The National Immigrant Justice Center says Congress doesn't need to act on their proposal and that creation of a centralized process to review applications could be done through executive action because it is based on existing laws.

The plan asks the government to take into account factors like people who were eligible for legal status and had applied before being deported or those who have compelling circumstances.

The proposal has been shared with White House staff, the group said. It plans to invite Homeland Security Secretary Alejandro Mayorkas to discuss the proposal and include a letter signed by 75 immigrants’ rights organizations supporting the plan.

A White House spokesperson referred questions about the proposal to the Department of Homeland Security, which did not immediately respond.

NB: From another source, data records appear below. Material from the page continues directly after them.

//! Task completion and progression.
//!
//! [`ProgressionEngine::complete`] is the one operation that moves a user
//! forward: it refuses duplicate completions, awards XP by difficulty,
//! maintains day streaks and recomputes the level, writing the completion,
//! the task state and the user's progression in a single unit of work.
//!
//! # Rules
//!
//! - A todo can be completed once. A habit once per UTC calendar day.
//! - XP is a fixed function of difficulty ([`XpTable`]).
//! - The level is always `level_curve.level_for_xp(total_xp)`; one completion
//!   may jump several levels.
//! - Habit completions extend the user's streak when the previous habit
//!   completion was yesterday, keep it when it was today, and restart it at 1
//!   otherwise. Todos never touch streaks.

mod curve;
mod error;
mod memory;
mod store;
pub mod streak;

pub use curve::*;
pub use error::*;
pub use memory::MemoryStore;
pub use store::*;

use chrono::{DateTime, Utc};
use serde::{Deserialize, Serialize};
use uuid::Uuid;

use crate::models::{Completion, UserProgress};

/// Everything a successful completion changed.
#[derive(Debug, Clone, PartialEq, Eq, Serialize, Deserialize)]
pub struct CompletionOutcome {
    pub completion: Completion,
    pub xp_awarded: u32,
    pub xp_before: u64,
    pub xp_after: u64,
    pub old_level: u32,
    pub new_level: u32,
    pub leveled_up: bool,
    pub current_streak: u32,
    pub longest_streak: u32,
    /// True for habit completions, which always go through streak bookkeeping.
    pub streak_updated: bool,
    /// Streak of the completed habit itself; 0 for todos.
    pub habit_streak: u32,
}

impl CompletionOutcome {
    pub fn levels_gained(&self) -> u32 {
        self.new_level.saturating_sub(self.old_level)
    }
}

pub struct ProgressionEngine<S> {
    store: S,
    config: ProgressionConfig,
}

impl<S: ProgressionStore> ProgressionEngine<S> {
    pub fn new(store: S, config: ProgressionConfig) -> Self {
        Self { store, config }
    }

    pub fn config(&self) -> &ProgressionConfig {
        &self.config
    }

    pub fn store(&self) -> &S {
        &self.store
    }

    /// Complete `task_id` on behalf of `user_id` now.
    pub fn complete(&self, task_id: Uuid, user_id: Uuid) -> Result<CompletionOutcome, CompletionError> {
        self.complete_at(task_id, user_id, Utc::now())
    }

    /// Complete `task_id` on behalf of `user_id` as of `now`. The calendar day
    /// used for the once-per-day and streak rules is the UTC date of `now`.
    pub fn complete_at(
        &self,
        task_id: Uuid,
        user_id: Uuid,
        now: DateTime<Utc>,
    ) -> Result<CompletionOutcome, CompletionError> {
        let result = self.store.atomically(|uow| self.apply(uow, task_id, user_id, now));

        match &result {
            Ok(outcome) => tracing::info!(
                %task_id,
                %user_id,
                xp = outcome.xp_awarded,
                old_level = outcome.old_level,
                new_level = outcome.new_level,
                streak = outcome.current_streak,
                "Task completed"
            ),
            Err(CompletionError::Store(e)) => {
                tracing::error!(%task_id, %user_id, "Completion failed in store: {:#}", e)
            }
            Err(e) => tracing::debug!(%task_id, %user_id, "Completion refused: {}", e),
        }

        result
    }

    fn apply(
        &self,
        uow: &mut dyn UnitOfWork,
        task_id: Uuid,
        user_id: Uuid,
        now: DateTime<Utc>,
    ) -> Result<CompletionOutcome, CompletionError> {
        let today = now.date_naive();

        let before = uow
            .get_user(user_id)?
            .ok_or(CompletionError::UserNotFound(user_id))?;
        let task = uow
            .get_task(task_id, user_id)?
            .ok_or(CompletionError::TaskNotFound(task_id))?;

        match task.state {
            CompletionState::Todo { completed: true } => {
                return Err(CompletionError::AlreadyCompleted(task_id));
            }
            CompletionState::Habit { .. } if uow.completion_exists(task_id, user_id, today)? => {
                return Err(CompletionError::AlreadyCompleted(task_id));
            }
            _ => {}
        }

        let xp_awarded = self.config.xp_for(task.difficulty);
        let mut after = UserProgress {
            total_xp: before.total_xp.saturating_add(u64::from(xp_awarded)),
            ..before
        };
        after.level = self.config.calculate_level_from_xp(after.total_xp);

        let habit_streak = match task.state {
            CompletionState::Habit {
                current_streak,
                last_completed_on,
            } => {
                after.current_streak =
                    streak::next_streak(before.current_streak, before.last_habit_completed_on, today);
                after.longest_streak = after.longest_streak.max(after.current_streak);
                after.last_habit_completed_on = Some(today);

                let habit_streak = streak::next_streak(current_streak, last_completed_on, today);
                uow.record_habit_completion(task_id, today, habit_streak)?;
                habit_streak
            }
            CompletionState::Todo { .. } => {
                uow.mark_todo_completed(task_id, now)?;
                0
            }
        };

        let completion = uow.insert_completion(NewCompletion {
            task_id,
            user_id,
            task_title: task.title,
            task_type: task.state.task_type(),
            difficulty: task.difficulty,
            xp_earned: xp_awarded,
            completed_at: now,
            completed_on: today,
        })?;
        uow.update_progression(user_id, &after)?;

        Ok(CompletionOutcome {
            completion,
            xp_awarded,
            xp_before: before.total_xp,
            xp_after: after.total_xp,
            old_level: before.level,
            new_level: after.level,
            leveled_up: after.level > before.level,
            current_streak: after.current_streak,
            longest_streak: after.longest_streak,
            streak_updated: matches!(task.state, CompletionState::Habit { .. }),
            habit_streak,
        })
    }
}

Advocates point to how the government has started reunifying families that the Trump administration separated at the border under its “zero tolerance" policy.

“In the process of doing that, hopefully the various agencies involved recognize that this is something that can be done, that we have processes in place, such as humanitarian parole, to bring people back,” said Alina Das, co-director of the Immigrant Rights Clinic at New York University School of Law.

And while efforts to bring back deported veterans have persisted for years, advocates have started a new campaign with that goal, which Biden promised to carry out during his campaign.

In February, three California lawmakers reintroduced a bill to allow certain deported veterans to return.

“If someone deserves a second chance, those are our veterans,” Democratic state Rep. Mark Takano said recently.

Besides that effort, DACA might have the most chance of success in Congress.

López, the Mexican immigrant, was 9 when he was brought to the U.S. and became a DACA recipient in 2012. He didn't renew those protections a few years later because of money issues.

He was arrested in 2019 when Iowa police stopped the car he was riding in with friends and found a small amount of marijuana. He ended up in ICE custody and was released nine months later.

Last year, López traveled from Chicago with his two brothers to what he thought was a routine ICE check-in in Iowa. Instead, he was detained and deported.

He said he dreams of going back to Chicago to work construction, live with his family and help his grandmother with errands.

“This new administration gives me the hope of thinking that they see things in a more human way," López said.